In a reversal of the favourable publicity that peaked during the 2007 Commonwealth summit in Kampala, Uganda is now taking a beating in the foreign press.
The litany of condemnations, in the US or elsewhere in Africa, translates into a battering that is inspired by the proposed anti-homosexuality law. In some cases, the articles recall the insane days of Idi Amin, whose alleged shenanigans continue to define Uganda among foreigners who have never been here, while many express outrage over the idea behind such a piece of legislation.
The New York Times said in an editorial that Uganda should “lose millions of dollars in foreign aid and be shunned globally” if the law is introduced. “The US and others need to make clear to the Ugandan government that such barbarism is intolerable and will make it an international pariah,” the editorial, published on January 4, said.
The editorial was written on the back of a news story in which a New York Times reporter noted that Uganda “has become a far-flung front line in the American culture wars, with American groups on both sides, the Christian right and gay activists, pouring in support and money as they get involved in the broader debate over homosexuality in Africa”.

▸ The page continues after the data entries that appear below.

//! `featurize compose` — Create or update a project and generate its artifacts.

use std::path::{Path, PathBuf};

use anyhow::Context as _;
use clap::Args;
use featurize_compose::Artifacts;
use featurize_compose::project::{FeatureSet, merge_feature_lists, parse_feature_list};

use super::{Context, featurizefile};

/// Arguments for the `compose` command.
#[derive(Args, Debug)]
pub struct ComposeArgs {
    /// Replace the project's features with this comma-separated list.
    #[arg(short, long, value_name = "FEATURES", conflicts_with = "add")]
    pub init: Option<String>,

    /// Append these comma-separated features to the project.
    #[arg(short, long, value_name = "FEATURES")]
    pub add: Option<String>,

    /// Base image, overriding the Featurizefile and the configuration.
    #[arg(short, long)]
    pub base: Option<String>,

    /// Project directory.
    #[arg(short, long, default_value = ".")]
    pub dir: PathBuf,
}

/// Executes the `compose` command.
///
/// Merges the requested features into the project's `Featurizefile`,
/// checks that every name exists in the store, generates the Dockerfile and
/// the test manifest and finally records the project file.
///
/// # Errors
///
/// Returns an error if a feature is unknown, the store is unreachable, or a
/// file cannot be written.
pub fn execute(args: ComposeArgs, ctx: &Context) -> anyhow::Result<()> {
    let path = featurizefile(&args.dir);
    let existing = FeatureSet::read_optional(&path)
        .with_context(|| format!("reading {}", path.display()))?;

    let init = args.init.as_deref().map(parse_feature_list).unwrap_or_default();
    let add = args.add.as_deref().map(parse_feature_list).unwrap_or_default();
    let current = existing
        .as_ref()
        .map(|set| set.features.clone())
        .unwrap_or_default();
    let features = merge_feature_lists(&current, &init, &add)?;
    if features.is_empty() {
        anyhow::bail!("no features requested; pass --init or --add");
    }

    let base = args
        .base
        .or_else(|| existing.map(|set| set.base))
        .unwrap_or_else(|| ctx.config.base.clone());

    let store = ctx.open_store()?;
    for name in &features {
        let _ = store
            .get_meta(name, &ctx.cancel)
            .with_context(|| format!("checking feature {name}"))?;
    }

    let artifacts = ctx.generator(store.as_ref()).generate(&base, &features)?;
    write_project(&args.dir, &artifacts)?;

    tracing::info!(features = ?artifacts.requested, "project composed");
    println!(
        "Composed {} feature(s) on {}: {}",
        artifacts.order.len(),
        artifacts.base_image,
        artifacts.order.join(", ")
    );
    Ok(())
}

/// Writes the artifacts into `dir`, then the `Featurizefile`.
///
/// The project file is only updated once both artifacts are on disk.
fn write_project(dir: &Path, artifacts: &Artifacts) -> anyhow::Result<()> {
    std::fs::create_dir_all(dir).with_context(|| format!("creating {}", dir.display()))?;
    let _ = artifacts.write_to(dir)?;
    artifacts.feature_set().write(&featurizefile(dir))?;
    Ok(())
}
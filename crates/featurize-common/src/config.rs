//! User configuration for Featurize.
//!
//! The configuration is a plain struct loaded once at process start and
//! passed by reference to the store factory and the generator. Keys exposed
//! to `featurize config` are listed explicitly in [`CONFIG_KEYS`].

use std::fmt;
use std::path::{Path, PathBuf};
use std::str::FromStr;

use serde::{Deserialize, Serialize};

use crate::constants;
use crate::error::{FeaturizeError, Result};

/// Which feature store backend to open.
#[derive(Debug, Clone, Copy, Default, PartialEq, Eq, Serialize, Deserialize)]
#[serde(rename_all = "lowercase")]
pub enum StorageType {
    /// Empty in-memory store; useful for tests and dry runs.
    Memory,
    /// On-disk checkout of a feature repository.
    #[default]
    Directory,
    /// Remote feature registry over HTTP.
    Registry,
}

impl fmt::Display for StorageType {
    fn fmt(&self, f: &mut fmt::Formatter<'_>) -> fmt::Result {
        match self {
            Self::Memory => write!(f, "memory"),
            Self::Directory => write!(f, "directory"),
            Self::Registry => write!(f, "registry"),
        }
    }
}

impl FromStr for StorageType {
    type Err = FeaturizeError;

    fn from_str(s: &str) -> Result<Self> {
        match s {
            "memory" => Ok(Self::Memory),
            "directory" => Ok(Self::Directory),
            "registry" => Ok(Self::Registry),
            other => Err(FeaturizeError::Config {
                message: format!(
                    "unknown storage type: {other} (expected memory, directory or registry)"
                ),
            }),
        }
    }
}

/// Settings for the directory store.
#[derive(Debug, Clone, PartialEq, Eq, Serialize, Deserialize)]
pub struct DirectoryConfig {
    /// Root of the feature repository checkout.
    pub path: PathBuf,
}

impl Default for DirectoryConfig {
    fn default() -> Self {
        Self {
            path: constants::config_dir().join("features-repo"),
        }
    }
}

/// Settings for the registry store.
#[derive(Debug, Clone, PartialEq, Eq, Serialize, Deserialize)]
pub struct RegistryConfig {
    /// Base URL of the registry, without the `/api` suffix.
    pub url: String,
    /// Bearer token forwarded with every request.
    #[serde(default, skip_serializing_if = "Option::is_none")]
    pub token: Option<String>,
}

impl Default for RegistryConfig {
    fn default() -> Self {
        Self {
            url: constants::DEFAULT_REGISTRY_URL.to_string(),
            token: None,
        }
    }
}

/// Root configuration.
#[derive(Debug, Clone, PartialEq, Eq, Serialize, Deserialize)]
#[serde(default)]
pub struct FeaturizeConfig {
    /// Base image for new projects.
    pub base: String,
    /// Command of the closing `CMD` directive.
    pub entrypoint: String,
    /// Store backend to use.
    pub storage_type: StorageType,
    /// Deadline for all store access in one invocation, in seconds (0 disables).
    pub timeout_secs: u64,
    /// Directory store settings.
    pub directory: DirectoryConfig,
    /// Registry store settings.
    pub registry: RegistryConfig,
}

impl Default for FeaturizeConfig {
    fn default() -> Self {
        Self {
            base: constants::DEFAULT_BASE_IMAGE.to_string(),
            entrypoint: constants::DEFAULT_ENTRYPOINT.to_string(),
            storage_type: StorageType::default(),
            timeout_secs: constants::DEFAULT_TIMEOUT_SECS,
            directory: DirectoryConfig::default(),
            registry: RegistryConfig::default(),
        }
    }
}

impl FeaturizeConfig {
    /// Loads the configuration from `path`, or the defaults if it does not exist.
    ///
    /// # Errors
    ///
    /// Returns an error if the file exists but cannot be read or parsed.
    pub fn load(path: &Path) -> Result<Self> {
        if !path.exists() {
            tracing::debug!(path = %path.display(), "no config file, using defaults");
            return Ok(Self::default());
        }
        let content = std::fs::read_to_string(path).map_err(|e| FeaturizeError::Io {
            path: path.to_path_buf(),
            source: e,
        })?;
        let config: Self = serde_yaml::from_str(&content)?;
        tracing::debug!(path = %path.display(), "loaded config");
        Ok(config)
    }

    /// Writes the configuration to `path`, creating parent directories.
    ///
    /// # Errors
    ///
    /// Returns an error if the directory or file cannot be written.
    pub fn save(&self, path: &Path) -> Result<()> {
        if let Some(parent) = path.parent().filter(|p| !p.as_os_str().is_empty()) {
            std::fs::create_dir_all(parent).map_err(|e| FeaturizeError::Io {
                path: parent.to_path_buf(),
                source: e,
            })?;
        }
        let yaml = serde_yaml::to_string(self)?;
        std::fs::write(path, yaml).map_err(|e| FeaturizeError::Io {
            path: path.to_path_buf(),
            source: e,
        })
    }

    /// Looks up a key in [`CONFIG_KEYS`].
    ///
    /// # Errors
    ///
    /// Returns `Config` if the key is unknown.
    pub fn key(key: &str) -> Result<&'static ConfigKey> {
        CONFIG_KEYS
            .iter()
            .find(|k| k.key == key)
            .ok_or_else(|| FeaturizeError::Config {
                message: format!("unknown configuration key: {key}"),
            })
    }

    /// Returns the string form of a configuration value.
    ///
    /// # Errors
    ///
    /// Returns `Config` if the key is unknown.
    pub fn get(&self, key: &str) -> Result<String> {
        Ok((Self::key(key)?.get)(self))
    }

    /// Parses and assigns a configuration value.
    ///
    /// # Errors
    ///
    /// Returns `Config` if the key is unknown or the value does not parse.
    pub fn set(&mut self, key: &str, value: &str) -> Result<()> {
        (Self::key(key)?.set)(self, value)
    }
}

/// One user-visible configuration entry.
pub struct ConfigKey {
    /// Dotted key as typed on the command line.
    pub key: &'static str,
    /// One-line description for `featurize config help`.
    pub help: &'static str,
    /// Reads the value as a string.
    pub get: fn(&FeaturizeConfig) -> String,
    /// Parses and stores a new value.
    pub set: fn(&mut FeaturizeConfig, &str) -> Result<()>,
}

impl fmt::Debug for ConfigKey {
    fn fmt(&self, f: &mut fmt::Formatter<'_>) -> fmt::Result {
        f.debug_struct("ConfigKey").field("key", &self.key).finish()
    }
}

/// Every key understood by `featurize config get|set|list|help`.
pub static CONFIG_KEYS: &[ConfigKey] = &[
    ConfigKey {
        key: "base",
        help: "Base image used when a project does not name one",
        get: |c| c.base.clone(),
        set: |c, v| {
            non_empty("base", v)?;
            c.base = v.to_string();
            Ok(())
        },
    },
    ConfigKey {
        key: "entrypoint",
        help: "Command of the closing CMD directive in generated Dockerfiles",
        get: |c| c.entrypoint.clone(),
        set: |c, v| {
            non_empty("entrypoint", v)?;
            c.entrypoint = v.to_string();
            Ok(())
        },
    },
    ConfigKey {
        key: "storage_type",
        help: "Feature store backend: directory or registry (memory opens an empty store, for dry runs)",
        get: |c| c.storage_type.to_string(),
        set: |c, v| {
            c.storage_type = v.parse()?;
            Ok(())
        },
    },
    ConfigKey {
        key: "timeout_secs",
        help: "Deadline for store access per invocation, in seconds (0 disables)",
        get: |c| c.timeout_secs.to_string(),
        set: |c, v| {
            c.timeout_secs = v.parse().map_err(|_| FeaturizeError::Config {
                message: format!("timeout_secs must be a non-negative integer, got {v}"),
            })?;
            Ok(())
        },
    },
    ConfigKey {
        key: "directory.path",
        help: "Root of the feature repository checkout for the directory store",
        get: |c| c.directory.path.display().to_string(),
        set: |c, v| {
            non_empty("directory.path", v)?;
            c.directory.path = PathBuf::from(v);
            Ok(())
        },
    },
    ConfigKey {
        key: "registry.url",
        help: "Base URL of the feature registry",
        get: |c| c.registry.url.clone(),
        set: |c, v| {
            if !(v.starts_with("http://") || v.starts_with("https://")) {
                return Err(FeaturizeError::Config {
                    message: format!("registry.url must be an http(s) URL, got {v}"),
                });
            }
            c.registry.url = v.trim_end_matches('/').to_string();
            Ok(())
        },
    },
    ConfigKey {
        key: "registry.token",
        help: "Bearer token sent to the registry (empty to unset)",
        get: |c| c.registry.token.clone().unwrap_or_default(),
        set: |c, v| {
            c.registry.token = (!v.is_empty()).then(|| v.to_string());
            Ok(())
        },
    },
];

fn non_empty(key: &str, value: &str) -> Result<()> {
    if value.trim().is_empty() {
        return Err(FeaturizeError::Config {
            message: format!("{key} must not be empty"),
        });
    }
    Ok(())
}

#[cfg(test)]
mod tests {
    use super::*;

    #[test]
    fn defaults_are_sensible() {
        let config = FeaturizeConfig::default();
        assert_eq!(config.base, constants::DEFAULT_BASE_IMAGE);
        assert_eq!(config.entrypoint, "/bin/bash");
        assert_eq!(config.storage_type, StorageType::Directory);
    }

    #[test]
    fn load_missing_file_returns_defaults() {
        let dir = tempfile::tempdir().expect("tempdir");
        let config = FeaturizeConfig::load(&dir.path().join("nope.yaml")).expect("load");
        assert_eq!(config, FeaturizeConfig::default());
    }

    #[test]
    fn save_and_load_roundtrip() {
        let dir = tempfile::tempdir().expect("tempdir");
        let path = dir.path().join("nested").join("config.yaml");

        let mut config = FeaturizeConfig::default();
        config.set("base", "debian:bookworm").expect("set base");
        config.set("storage_type", "registry").expect("set storage");
        config
            .set("registry.url", "https://features.example.com/")
            .expect("set url");
        config.save(&path).expect("save");

        let loaded = FeaturizeConfig::load(&path).expect("load");
        assert_eq!(loaded.base, "debian:bookworm");
        assert_eq!(loaded.storage_type, StorageType::Registry);
        assert_eq!(loaded.registry.url, "https://features.example.com");
    }

    #[test]
    fn partial_file_fills_in_defaults() {
        let dir = tempfile::tempdir().expect("tempdir");
        let path = dir.path().join("config.yaml");
        std::fs::write(&path, "base: alpine:3.19\n").expect("write");
        let config = FeaturizeConfig::load(&path).expect("load");
        assert_eq!(config.base, "alpine:3.19");
        assert_eq!(config.timeout_secs, constants::DEFAULT_TIMEOUT_SECS);
    }

    #[test]
    fn every_key_reads_back_what_was_set() {
        let mut config = FeaturizeConfig::default();
        let samples = [
            ("base", "fedora:40"),
            ("entrypoint", "/bin/sh"),
            ("storage_type", "memory"),
            ("timeout_secs", "5"),
            ("directory.path", "/srv/features"),
            ("registry.url", "http://registry:8080"),
            ("registry.token", "s3cret"),
        ];
        assert_eq!(samples.len(), CONFIG_KEYS.len());
        for (key, value) in samples {
            config.set(key, value).expect(key);
            assert_eq!(config.get(key).expect(key), value);
        }
    }

    #[test]
    fn storage_type_help_warns_that_memory_is_empty() {
        let entry = CONFIG_KEYS
            .iter()
            .find(|k| k.key == "storage_type")
            .expect("storage_type key");
        assert!(entry.help.contains("memory opens an empty store"));
    }

    #[test]
    fn unknown_key_is_rejected() {
        let mut config = FeaturizeConfig::default();
        assert!(config.get("git.url").is_err());
        assert!(config.set("git.url", "x").is_err());
    }

    #[test]
    fn invalid_values_are_rejected() {
        let mut config = FeaturizeConfig::default();
        assert!(config.set("storage_type", "postgres").is_err());
        assert!(config.set("timeout_secs", "-1").is_err());
        assert!(config.set("registry.url", "ftp://x").is_err());
        assert!(config.set("base", "  ").is_err());
    }

    #[test]
    fn every_key_has_help() {
        assert!(CONFIG_KEYS.iter().all(|k| !k.help.is_empty()));
    }
}
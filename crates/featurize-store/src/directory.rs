//! Feature store backed by a checkout of a feature repository.
//!
//! Layout under the root directory:
//!
//! ```text
//! features/
//!   <name>/
//!     meta.yml     description, author, dependencies
//!     Dockerfile   build snippet (optional)
//!     test.bats    test snippet (optional)
//! ```
//!
//! `updated_at` is the modification time of `meta.yml`.

use std::path::{Path, PathBuf};

use chrono::{DateTime, Utc};
use featurize_common::cancel::CancelToken;
use featurize_common::constants::{
    FEATURE_META_FILE, FEATURE_SNIPPET_FILE, FEATURE_TEST_FILE, FEATURES_DIR,
    TEST_MANIFEST_HEADER,
};
use featurize_common::error::{FeaturizeError, Result};
use featurize_common::types::{Feature, FeatureMeta};
use regex::Regex;
use serde::Deserialize;

use crate::FeatureStore;

const KIND: &str = "directory";

/// On-disk shape of `meta.yml`.
#[derive(Debug, Default, Deserialize)]
#[serde(default)]
struct MetaFile {
    description: String,
    author: String,
    dependencies: Vec<String>,
}

/// Feature store reading a local repository checkout.
#[derive(Debug)]
pub struct DirectoryStore {
    root: PathBuf,
}

impl DirectoryStore {
    /// Opens the store rooted at `root`.
    ///
    /// # Errors
    ///
    /// Returns `StoreUnavailable` if `root/features` is not a directory.
    pub fn open(root: impl Into<PathBuf>) -> Result<Self> {
        let root = root.into();
        let features_dir = root.join(FEATURES_DIR);
        if !features_dir.is_dir() {
            return Err(FeaturizeError::unavailable(
                KIND,
                format!("{} is not a directory", features_dir.display()),
            ));
        }
        tracing::info!(path = %root.display(), "opened directory store");
        Ok(Self { root })
    }

    /// Returns the root of the checkout.
    #[must_use]
    pub fn root(&self) -> &Path {
        &self.root
    }

    /// Returns the directory of one feature, rejecting names that would
    /// escape the features directory.
    fn feature_dir(&self, name: &str) -> Option<PathBuf> {
        let valid = !name.is_empty()
            && name != "."
            && name != ".."
            && !name.contains(['/', '\\']);
        valid.then(|| self.root.join(FEATURES_DIR).join(name))
    }

    fn read_meta(&self, name: &str) -> Result<FeatureMeta> {
        let dir = self
            .feature_dir(name)
            .ok_or_else(|| FeaturizeError::not_found(name))?;
        let path = dir.join(FEATURE_META_FILE);
        if !path.is_file() {
            return Err(FeaturizeError::not_found(name));
        }

        let content = std::fs::read_to_string(&path).map_err(|e| io_unavailable(&path, &e))?;
        let parsed: MetaFile = if content.trim().is_empty() {
            MetaFile::default()
        } else {
            serde_yaml::from_str(&content).map_err(|e| {
                FeaturizeError::unavailable(KIND, format!("invalid {}: {e}", path.display()))
            })?
        };

        let updated_at = std::fs::metadata(&path)
            .and_then(|m| m.modified())
            .ok()
            .map(DateTime::<Utc>::from);

        Ok(FeatureMeta {
            name: name.to_string(),
            description: parsed.description,
            author: parsed.author,
            updated_at,
            dependencies: parsed.dependencies,
        })
    }

    fn feature_names(&self) -> Result<Vec<String>> {
        let dir = self.root.join(FEATURES_DIR);
        let entries = std::fs::read_dir(&dir).map_err(|e| io_unavailable(&dir, &e))?;
        let mut names = Vec::new();
        for entry in entries {
            let entry = entry.map_err(|e| io_unavailable(&dir, &e))?;
            if entry.path().join(FEATURE_META_FILE).is_file() {
                names.push(entry.file_name().to_string_lossy().into_owned());
            }
        }
        names.sort();
        Ok(names)
    }
}

fn io_unavailable(path: &Path, err: &std::io::Error) -> FeaturizeError {
    FeaturizeError::unavailable(KIND, format!("cannot read {}: {err}", path.display()))
}

/// Reads an optional file, treating absence as empty content.
fn read_optional(path: &Path) -> Result<String> {
    match std::fs::read_to_string(path) {
        Ok(content) => Ok(content),
        Err(e) if e.kind() == std::io::ErrorKind::NotFound => Ok(String::new()),
        Err(e) => Err(io_unavailable(path, &e)),
    }
}

/// Normalizes a stored bats file into a bare test snippet.
///
/// Trailing whitespace is trimmed from every line, the bats shebang is
/// dropped so it is emitted only once in the generated manifest, and the
/// result is trimmed.
#[must_use]
pub fn read_test_snippet(content: &str) -> String {
    let mut buffer = String::with_capacity(content.len());
    for line in content.lines().map(str::trim_end) {
        if line.trim_start() == TEST_MANIFEST_HEADER {
            continue;
        }
        buffer.push_str(line);
        buffer.push('\n');
    }
    buffer.trim().to_string()
}

impl FeatureStore for DirectoryStore {
    fn kind(&self) -> &'static str {
        KIND
    }

    fn search_meta(&self, pattern: &Regex, cancel: &CancelToken) -> Result<Vec<FeatureMeta>> {
        cancel.check()?;
        let mut metas = Vec::new();
        for name in self.feature_names()? {
            if pattern.is_match(&name) {
                cancel.check()?;
                metas.push(self.read_meta(&name)?);
            }
        }
        tracing::debug!(pattern = %pattern, matches = metas.len(), "searched directory store");
        Ok(metas)
    }

    fn get_meta(&self, name: &str, cancel: &CancelToken) -> Result<FeatureMeta> {
        cancel.check()?;
        self.read_meta(name)
    }

    fn get_feature(&self, name: &str, cancel: &CancelToken) -> Result<Feature> {
        cancel.check()?;
        let meta = self.read_meta(name)?;
        let dir = self
            .feature_dir(name)
            .ok_or_else(|| FeaturizeError::not_found(name))?;
        let snippet = read_optional(&dir.join(FEATURE_SNIPPET_FILE))?;
        let test_snippet = read_test_snippet(&read_optional(&dir.join(FEATURE_TEST_FILE))?);
        tracing::debug!(feature = name, "loaded feature from directory store");
        Ok(Feature {
            meta,
            snippet,
            test_snippet,
        })
    }
}

#[cfg(test)]
mod tests {
    use super::*;

    fn write_feature(root: &Path, name: &str, meta: &str, snippet: Option<&str>, test: Option<&str>) {
        let dir = root.join(FEATURES_DIR).join(name);
        std::fs::create_dir_all(&dir).expect("mkdir");
        std::fs::write(dir.join(FEATURE_META_FILE), meta).expect("write meta");
        if let Some(s) = snippet {
            std::fs::write(dir.join(FEATURE_SNIPPET_FILE), s).expect("write snippet");
        }
        if let Some(t) = test {
            std::fs::write(dir.join(FEATURE_TEST_FILE), t).expect("write test");
        }
    }

    fn fixture() -> tempfile::TempDir {
        let dir = tempfile::tempdir().expect("tempdir");
        write_feature(
            dir.path(),
            "java",
            "description: OpenJDK\nauthor: alice\n",
            Some("RUN apt-get install -y openjdk-17-jdk\n"),
            Some("#!/usr/bin/env bats\n\n@test \"java\" {\n  java -version\n}\n"),
        );
        write_feature(
            dir.path(),
            "maven",
            "description: Maven\nauthor: bob\ndependencies:\n  - java\n",
            Some("RUN apt-get install -y maven\n"),
            None,
        );
        write_feature(dir.path(), "empty", "", None, None);
        dir
    }

    #[test]
    fn open_requires_features_dir() {
        let dir = tempfile::tempdir().expect("tempdir");
        let err = DirectoryStore::open(dir.path()).unwrap_err();
        assert!(matches!(err, FeaturizeError::StoreUnavailable { .. }));
    }

    #[test]
    fn get_meta_reads_yaml() {
        let dir = fixture();
        let store = DirectoryStore::open(dir.path()).expect("open");
        let meta = store.get_meta("maven", &CancelToken::new()).expect("meta");
        assert_eq!(meta.name, "maven");
        assert_eq!(meta.author, "bob");
        assert_eq!(meta.dependencies, vec!["java"]);
        assert!(meta.updated_at.is_some());
    }

    #[test]
    fn get_feature_reads_snippets_and_strips_shebang() {
        let dir = fixture();
        let store = DirectoryStore::open(dir.path()).expect("open");
        let feature = store.get_feature("java", &CancelToken::new()).expect("feature");
        assert!(feature.snippet.contains("openjdk-17-jdk"));
        assert!(!feature.test_snippet.contains("#!/usr/bin/env bats"));
        assert!(feature.test_snippet.starts_with("@test \"java\""));
    }

    #[test]
    fn feature_without_snippet_files_has_empty_snippets() {
        let dir = fixture();
        let store = DirectoryStore::open(dir.path()).expect("open");
        let feature = store.get_feature("empty", &CancelToken::new()).expect("feature");
        assert!(feature.snippet.is_empty());
        assert!(feature.test_snippet.is_empty());
        assert!(feature.meta.dependencies.is_empty());
    }

    #[test]
    fn missing_feature_is_not_found() {
        let dir = fixture();
        let store = DirectoryStore::open(dir.path()).expect("open");
        assert!(store.get_feature("ruby", &CancelToken::new()).unwrap_err().is_not_found());
    }

    #[test]
    fn path_traversal_names_are_not_found() {
        let dir = fixture();
        let store = DirectoryStore::open(dir.path()).expect("open");
        for name in ["..", "../features/java", "java/..", ""] {
            assert!(store.get_meta(name, &CancelToken::new()).unwrap_err().is_not_found());
        }
    }

    #[test]
    fn invalid_yaml_is_store_error() {
        let dir = fixture();
        write_feature(dir.path(), "broken", "dependencies: [unterminated\n", None, None);
        let store = DirectoryStore::open(dir.path()).expect("open");
        let err = store.get_meta("broken", &CancelToken::new()).unwrap_err();
        assert!(matches!(err, FeaturizeError::StoreUnavailable { .. }));
    }

    #[test]
    fn search_lists_matching_features_in_name_order() {
        let dir = fixture();
        std::fs::create_dir_all(dir.path().join(FEATURES_DIR).join("not-a-feature"))
            .expect("mkdir");
        let store = DirectoryStore::open(dir.path()).expect("open");
        let all = store
            .search_meta(&Regex::new(".*").expect("regex"), &CancelToken::new())
            .expect("search");
        let names: Vec<&str> = all.iter().map(|m| m.name.as_str()).collect();
        assert_eq!(names, vec!["empty", "java", "maven"]);

        let some = store
            .search_meta(&Regex::new("^ma").expect("regex"), &CancelToken::new())
            .expect("search");
        assert_eq!(some.len(), 1);
        assert_eq!(some[0].description, "Maven");
    }

    #[test]
    fn read_test_snippet_normalizes_content() {
        let raw = "  #!/usr/bin/env bats  \n\n@test \"x\" {   \n  true\n}\n\n";
        assert_eq!(read_test_snippet(raw), "@test \"x\" {\n  true\n}");
    }

    #[test]
    fn read_test_snippet_of_empty_input_is_empty() {
        assert_eq!(read_test_snippet(""), "");
    }
}
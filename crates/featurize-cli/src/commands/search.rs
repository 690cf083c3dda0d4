//! `featurize search` — Search the feature store by name.

use anyhow::Context as _;
use clap::Args;
use regex::Regex;

use super::Context;
use crate::output::{format_table, truncate};

/// Arguments for the `search` command.
#[derive(Args, Debug)]
pub struct SearchArgs {
    /// Regular expression matched against feature names.
    #[arg(default_value = ".*")]
    pub pattern: String,
}

const DESCRIPTION_WIDTH: usize = 60;

/// Executes the `search` command.
///
/// # Errors
///
/// Returns an error if the pattern is not a valid regular expression or the
/// store cannot be queried.
pub fn execute(args: SearchArgs, ctx: &Context) -> anyhow::Result<()> {
    let pattern =
        Regex::new(&args.pattern).with_context(|| format!("invalid pattern {}", args.pattern))?;
    let store = ctx.open_store()?;
    let mut metas = store.search_meta(&pattern, &ctx.cancel)?;
    metas.sort_by(|a, b| a.name.cmp(&b.name));

    if metas.is_empty() {
        println!("No features match {}.", args.pattern);
        return Ok(());
    }

    let rows: Vec<Vec<String>> = metas
        .iter()
        .map(|m| {
            vec![
                m.name.clone(),
                m.author.clone(),
                m.updated_at
                    .map_or_else(|| "-".to_string(), |t| t.format("%Y-%m-%d").to_string()),
                truncate(&m.description, DESCRIPTION_WIDTH),
            ]
        })
        .collect();
    print!(
        "{}",
        format_table(&["NAME", "AUTHOR", "UPDATED", "DESCRIPTION"], &rows)
    );
    Ok(())
}
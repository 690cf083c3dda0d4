//! # featurize — Featurize CLI
//!
//! Composes a Dockerfile and a bats test suite from reusable features.
//! Single binary for creating, regenerating and inspecting projects.

#![cfg_attr(test, allow(clippy::expect_used, clippy::unwrap_used))]

mod commands;
mod output;

use clap::Parser;

use crate::commands::Cli;

fn main() -> anyhow::Result<()> {
    let cli = Cli::parse();

    let subscriber = tracing_subscriber::fmt()
        .with_env_filter(tracing_subscriber::EnvFilter::from_default_env())
        .with_writer(std::io::stderr);
    if cli.log_json {
        subscriber.json().init();
    } else {
        subscriber.init();
    }

    commands::execute(cli)
}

Ndorwa West MP David Bahati’s Anti-Homosexuality Bill proposes death or life imprisonment for gays. The Penal Code Act already criminalises homosexuality, but Mr Bahati says he wants to protect traditional family values. Mr Henry Oryem, the minister of state for international affairs, yesterday said the government was not bothered by the criticism. “Homosexuality is not a priority for the people or the government of Uganda,” he said.